Instructions to follow
Look for the line containing "pub fn standard_normal<R: Rng" in the listing below; from there, output every line exactly, the last one included.

Given records

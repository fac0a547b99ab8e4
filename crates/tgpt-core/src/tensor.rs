use std::fmt;

use rand::Rng;
use smallvec::SmallVec;

use crate::dtype::DType;
use crate::error::TgptError;
use crate::shape::Shape;
use crate::storage::Storage;
use crate::Result;

/// A dense, row-major, multi-dimensional array.
///
/// Storage is reference counted: `reshape`, `permute`, `transpose` and
/// `narrow` return views that share it, and `contiguous()` materializes a
/// view into a fresh buffer when a kernel needs flat data.
///
/// # Examples
///
/// ```
/// use tgpt_core::Tensor;
///
/// let t = Tensor::from_f32(&[1.0, 2.0, 3.0, 4.0, 5.0, 6.0], &[2, 3]);
/// let t2 = t.transpose().unwrap();
/// assert_eq!(t2.dims(), &[3, 2]);
/// assert_eq!(t2.contiguous().as_f32_slice().unwrap(), &[1.0, 4.0, 2.0, 5.0, 3.0, 6.0]);
/// ```
#[derive(Clone)]
pub struct Tensor {
    storage: Storage,
    shape: Shape,
    strides: SmallVec<[usize; 5]>,
    offset: usize,
}

impl Tensor {
    // =========================================================================
    // Constructors
    // =========================================================================

    /// Create a tensor from f32 data with the given shape.
    ///
    /// # Panics
    /// Panics if `data.len()` does not match the shape. Use [`Tensor::from_vec`]
    /// for a fallible version.
    pub fn from_f32(data: &[f32], shape: &[usize]) -> Self {
        let s = Shape::new(shape);
        assert_eq!(
            s.numel(),
            data.len(),
            "shape {:?} requires {} elements, got {}",
            shape,
            s.numel(),
            data.len()
        );
        Self::from_storage(Storage::from_f32_vec(data.to_vec()), s)
    }

    /// Create an i32 tensor (token and position ids).
    ///
    /// # Panics
    /// Panics if `data.len()` does not match the shape.
    pub fn from_i32(data: &[i32], shape: &[usize]) -> Self {
        let s = Shape::new(shape);
        assert_eq!(s.numel(), data.len(), "shape {:?} mismatch", shape);
        Self::from_storage(Storage::from_i32_vec(data.to_vec()), s)
    }

    /// Take ownership of an f32 buffer.
    pub fn from_vec(data: Vec<f32>, shape: &[usize]) -> Result<Self> {
        let s = Shape::new(shape);
        if s.numel() != data.len() {
            return Err(TgptError::ShapeMismatch {
                expected: shape.to_vec(),
                got: vec![data.len()],
            });
        }
        Ok(Self::from_storage(Storage::from_f32_vec(data), s))
    }

    pub fn zeros(shape: &[usize], dtype: DType) -> Self {
        let s = Shape::new(shape);
        Self::from_storage(Storage::zeros(dtype, s.numel()), s)
    }

    pub fn ones(shape: &[usize]) -> Self {
        Self::full(shape, 1.0)
    }

    /// Tensor filled with a constant.
    pub fn full(shape: &[usize], value: f32) -> Self {
        let s = Shape::new(shape);
        Self::from_storage(Storage::from_f32_vec(vec![value; s.numel()]), s)
    }

    /// Standard normal samples from the thread-local RNG.
    pub fn randn(shape: &[usize]) -> Self {
        Self::randn_with(shape, 0.0, 1.0, &mut rand::thread_rng())
    }

    /// Normal samples `N(mean, std²)` drawn from `rng` (Box-Muller).
    pub fn randn_with<R: Rng + ?Sized>(shape: &[usize], mean: f32, std: f32, rng: &mut R) -> Self {
        let s = Shape::new(shape);
        let data: Vec<f32> = (0..s.numel())
            .map(|_| mean + std * standard_normal(rng))
            .collect();
        Self::from_storage(Storage::from_f32_vec(data), s)
    }

    pub(crate) fn from_storage(storage: Storage, shape: Shape) -> Self {
        let strides = shape.contiguous_strides();
        Self {
            storage,
            shape,
            strides,
            offset: 0,
        }
    }

    /// Wrap a freshly computed f32 buffer whose length already matches `shape`.
    pub(crate) fn from_parts(data: Vec<f32>, shape: &[usize]) -> Self {
        debug_assert_eq!(data.len(), shape.iter().product::<usize>());
        Self::from_storage(Storage::from_f32_vec(data), Shape::new(shape))
    }

    // =========================================================================
    // Properties
    // =========================================================================

    pub fn shape(&self) -> &Shape {
        &self.shape
    }

    /// Dimensions as a plain slice.
    pub fn dims(&self) -> &[usize] {
        self.shape.dims()
    }

    pub fn ndim(&self) -> usize {
        self.shape.ndim()
    }

    pub fn numel(&self) -> usize {
        self.shape.numel()
    }

    pub fn dtype(&self) -> DType {
        self.storage.dtype()
    }

    /// Strides in elements.
    pub fn strides(&self) -> &[usize] {
        &self.strides
    }

    /// Whether both tensors are views of the same buffer.
    pub fn shares_storage(&self, other: &Tensor) -> bool {
        self.storage.ptr_eq(&other.storage)
    }

    pub fn is_contiguous(&self) -> bool {
        self.offset == 0
            && self.strides == self.shape.contiguous_strides()
            && self.storage.numel() == self.numel()
    }

    // =========================================================================
    // Data access
    // =========================================================================

    /// Flat f32 data (contiguous tensors only).
    pub fn as_f32_slice(&self) -> Option<&[f32]> {
        if !self.is_contiguous() {
            return None;
        }
        self.storage.as_f32_slice()
    }

    pub fn as_i32_slice(&self) -> Option<&[i32]> {
        if !self.is_contiguous() {
            return None;
        }
        self.storage.as_i32_slice()
    }

    /// Single f32 element by logical (row-major) index.
    pub fn get_f32(&self, flat_index: usize) -> Option<f32> {
        let slice = self.storage.as_f32_slice()?;
        let physical = self.flat_to_physical(flat_index)?;
        slice.get(physical).copied()
    }

    /// Copy of the data in logical order.
    pub fn to_f32_vec(&self) -> Result<Vec<f32>> {
        let c = self.contiguous();
        c.as_f32_slice()
            .map(<[f32]>::to_vec)
            .ok_or(TgptError::UnsupportedDType(self.dtype()))
    }

    /// Interpret the elements as non-negative indices (ids may be stored as
    /// i32 or as integral f32 values).
    pub fn to_index_vec(&self) -> Result<Vec<usize>> {
        let c = self.contiguous();
        let raw: Vec<i64> = match self.dtype() {
            DType::I32 => c
                .as_i32_slice()
                .ok_or(TgptError::UnsupportedDType(DType::I32))?
                .iter()
                .map(|&v| v as i64)
                .collect(),
            DType::F32 => c
                .as_f32_slice()
                .ok_or(TgptError::UnsupportedDType(DType::F32))?
                .iter()
                .map(|&v| {
                    if v.is_finite() && v.fract() == 0.0 {
                        Ok(v as i64)
                    } else {
                        Err(TgptError::NonIntegralIndex(v))
                    }
                })
                .collect::<Result<_>>()?,
        };
        raw.into_iter()
            .map(|v| {
                usize::try_from(v).map_err(|_| TgptError::IndexOutOfRange {
                    index: v,
                    size: 0,
                })
            })
            .collect()
    }

    fn flat_to_physical(&self, flat_index: usize) -> Option<usize> {
        if flat_index >= self.numel() {
            return None;
        }
        let mut remaining = flat_index;
        let mut physical = self.offset;
        for axis in (0..self.ndim()).rev() {
            let dim = self.shape.dims()[axis];
            physical += (remaining % dim) * self.strides[axis];
            remaining /= dim;
        }
        Some(physical)
    }

    /// Physical storage indices of every element, in logical order.
    fn physical_indices(&self) -> Vec<usize> {
        let dims = self.shape.dims();
        let numel = self.numel();
        let mut out = Vec::with_capacity(numel);
        if numel == 0 {
            return out;
        }
        let mut index = vec![0usize; dims.len()];
        let mut physical = self.offset;
        for _ in 0..numel {
            out.push(physical);
            for axis in (0..dims.len()).rev() {
                index[axis] += 1;
                physical += self.strides[axis];
                if index[axis] < dims[axis] {
                    break;
                }
                physical -= self.strides[axis] * dims[axis];
                index[axis] = 0;
            }
        }
        out
    }

    // =========================================================================
    // Views
    // =========================================================================

    /// Reshape a contiguous tensor (zero-copy). One entry may be `-1`.
    pub fn reshape(&self, new_shape: &[isize]) -> Result<Tensor> {
        let resolved = self.shape.resolve_reshape(new_shape).ok_or_else(|| {
            TgptError::InvalidReshape {
                numel: self.numel(),
                shape: new_shape.to_vec(),
            }
        })?;

        let base = self.contiguous();
        let strides = resolved.contiguous_strides();
        Ok(Tensor {
            storage: base.storage,
            shape: resolved,
            strides,
            offset: 0,
        })
    }

    /// Reorder axes (zero-copy view).
    pub fn permute(&self, order: &[usize]) -> Result<Tensor> {
        let shape = self.shape.permute(order).ok_or_else(|| TgptError::ShapeMismatch {
            expected: (0..self.ndim()).collect(),
            got: order.to_vec(),
        })?;
        Ok(Tensor {
            storage: self.storage.clone(),
            shape,
            strides: order.iter().map(|&axis| self.strides[axis]).collect(),
            offset: self.offset,
        })
    }

    /// Swap the last two axes (zero-copy view).
    pub fn transpose(&self) -> Result<Tensor> {
        let ndim = self.ndim();
        if ndim < 2 {
            return Err(TgptError::InvalidAxis { axis: -2, ndim });
        }
        let mut order: Vec<usize> = (0..ndim).collect();
        order.swap(ndim - 2, ndim - 1);
        self.permute(&order)
    }

    /// Restrict `axis` to `start..start + len` (zero-copy view).
    pub fn narrow(&self, axis: isize, start: usize, len: usize) -> Result<Tensor> {
        let axis = self.shape.normalize_axis(axis)?;
        let size = self.dims()[axis];
        if start + len > size {
            return Err(TgptError::IndexOutOfRange {
                index: (start + len) as i64,
                size,
            });
        }
        let mut dims = self.dims().to_vec();
        dims[axis] = len;
        Ok(Tensor {
            storage: self.storage.clone(),
            shape: Shape::from(dims),
            strides: self.strides.clone(),
            offset: self.offset + start * self.strides[axis],
        })
    }

    /// Contiguous copy of a view; a contiguous tensor is returned as-is.
    pub fn contiguous(&self) -> Tensor {
        if self.is_contiguous() {
            return self.clone();
        }
        let indices = self.physical_indices();
        let storage = match self.dtype() {
            DType::F32 => {
                let src = self.storage.as_f32_slice().unwrap_or_default();
                Storage::from_f32_vec(indices.iter().map(|&i| src[i]).collect())
            }
            DType::I32 => {
                let src = self.storage.as_i32_slice().unwrap_or_default();
                Storage::from_i32_vec(indices.iter().map(|&i| src[i]).collect())
            }
        };
        Tensor::from_storage(storage, self.shape.clone())
    }
}

/// One `N(0, 1)` sample via Box-Muller.
pub fn standard_normal<R: Rng + ?Sized>(rng: &mut R) -> f32 {
    let u1: f32 = rng.gen_range(1e-7f32..1.0f32);
    let u2: f32 = rng.gen_range(0.0f32..std::f32::consts::TAU);
    (-2.0 * u1.ln()).sqrt() * u2.cos()
}

impl fmt::Debug for Tensor {
    fn fmt(&self, f: &mut fmt::Formatter<'_>) -> fmt::Result {
        write!(
            f,
            "Tensor(shape={}, dtype={}, contiguous={})",
            self.shape,
            self.dtype(),
            self.is_contiguous(),
        )
    }
}

impl fmt::Display for Tensor {
    fn fmt(&self, f: &mut fmt::Formatter<'_>) -> fmt::Result {
        let c = self.contiguous();
        match (c.as_f32_slice(), c.as_i32_slice()) {
            (Some(data), _) if data.len() <= 20 => {
                write!(f, "tensor({:?}, shape={})", data, self.shape)
            }
            (Some(data), _) if !data.is_empty() => write!(
                f,
                "tensor([{:.4}, {:.4}, ..., {:.4}], shape={})",
                data[0],
                data[1],
                data[data.len() - 1],
                self.shape
            ),
            (_, Some(data)) if data.len() <= 20 => {
                write!(f, "tensor({:?}, shape={})", data, self.shape)
            }
            _ => write!(f, "tensor(shape={}, dtype={})", self.shape, self.dtype()),
        }
    }
}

Output below
pub fn standard_normal<R: Rng + ?Sized>(rng: &mut R) -> f32 {
    let u1: f32 = rng.gen_range(1e-7f32..1.0f32);
    let u2: f32 = rng.gen_range(0.0f32..std::f32::consts::TAU);
    (-2.0 * u1.ln()).sqrt() * u2.cos()
}

impl fmt::Debug for Tensor {
    fn fmt(&self, f: &mut fmt::Formatter<'_>) -> fmt::Result {
        write!(
            f,
            "Tensor(shape={}, dtype={}, contiguous={})",
            self.shape,
            self.dtype(),
            self.is_contiguous(),
        )
    }
}

impl fmt::Display for Tensor {
    fn fmt(&self, f: &mut fmt::Formatter<'_>) -> fmt::Result {
        let c = self.contiguous();
        match (c.as_f32_slice(), c.as_i32_slice()) {
            (Some(data), _) if data.len() <= 20 => {
                write!(f, "tensor({:?}, shape={})", data, self.shape)
            }
            (Some(data), _) if !data.is_empty() => write!(
                f,
                "tensor([{:.4}, {:.4}, ..., {:.4}], shape={})",
                data[0],
                data[1],
                data[data.len() - 1],
                self.shape
            ),
            (_, Some(data)) if data.len() <= 20 => {
                write!(f, "tensor({:?}, shape={})", data, self.shape)
            }
            _ => write!(f, "tensor(shape={}, dtype={})", self.shape, self.dtype()),
        }
    }
}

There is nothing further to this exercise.